BEGIN

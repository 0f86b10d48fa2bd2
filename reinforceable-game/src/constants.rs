//! Centralized constants for the mission engine.
//!
//! Scoring and tier defaults live here so every deployment starts from the
//! same numbers; per-deployment overrides go through `MissionConfig`.

// Scoring ------------------------------------------------------------------
pub(crate) const DEFAULT_SCORE_STEP: i32 = 10;
pub(crate) const CONVENTIONAL_SCORES: [i32; 3] = [-10, 0, 10];
pub(crate) const MAX_SCORE_STEP: i32 = 100;
pub(crate) const MAX_ABS_CHOICE_SCORE: i32 = 100;

// Tier defaults ------------------------------------------------------------
pub(crate) const DEFAULT_HIGH_THRESHOLD: u8 = 80;
pub(crate) const DEFAULT_MEDIUM_THRESHOLD: u8 = 50;
pub(crate) const DEFAULT_HIGH_MESSAGE: &str = "Mission accomplished! Your responses matched the plan almost every time. The wizard is beaming.";
pub(crate) const DEFAULT_MEDIUM_MESSAGE: &str = "Solid effort. Several choices followed the plan, but a few drifted. Review the feedback and try again.";
pub(crate) const DEFAULT_LOW_MESSAGE: &str = "The plan got away from you this time. Revisit the reinforcement strategies and give it another go.";

// Node labels --------------------------------------------------------------
pub(crate) const DEFAULT_PLAY_AGAIN_LABEL: &str = "Play again";

// PRNG ---------------------------------------------------------------------
pub(crate) const XORSHIFT_DEFAULT_SEED: u32 = 2_463_534_242;
pub(crate) const XORSHIFT_SCALE: f64 = 4_294_967_296.0;

// Session ids --------------------------------------------------------------
pub(crate) const SESSION_SUFFIX_LEN: usize = 6;
pub(crate) const SESSION_SUFFIX_ALPHABET: &[u8; 36] = b"0123456789abcdefghijklmnopqrstuvwxyz";

// Stream derivation --------------------------------------------------------
pub(crate) const DISPLAY_STREAM_TAG: &[u8] = b"display";

// Lineup defaults ----------------------------------------------------------
pub(crate) const DEFAULT_LINEUP: [(&str, usize); 3] = [("daily", 2), ("crisis", 1), ("wildcard", 1)];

END

→ **PROBLEM REQUIREMENTS**
Everything from the line containing "pub(crate) const SESSION_SUFFIX_LEN: usize" through the final line of the records is what you should print, exactly and with nothing added.

→ **RESULT FOR THIS TASK**
pub(crate) const SESSION_SUFFIX_LEN: usize = 6;
pub(crate) const SESSION_SUFFIX_ALPHABET: &[u8; 36] = b"0123456789abcdefghijklmnopqrstuvwxyz";

// Stream derivation --------------------------------------------------------
pub(crate) const DISPLAY_STREAM_TAG: &[u8] = b"display";

// Lineup defaults ----------------------------------------------------------
pub(crate) const DEFAULT_LINEUP: [(&str, usize); 3] = [("daily", 2), ("crisis", 1), ("wildcard", 1)];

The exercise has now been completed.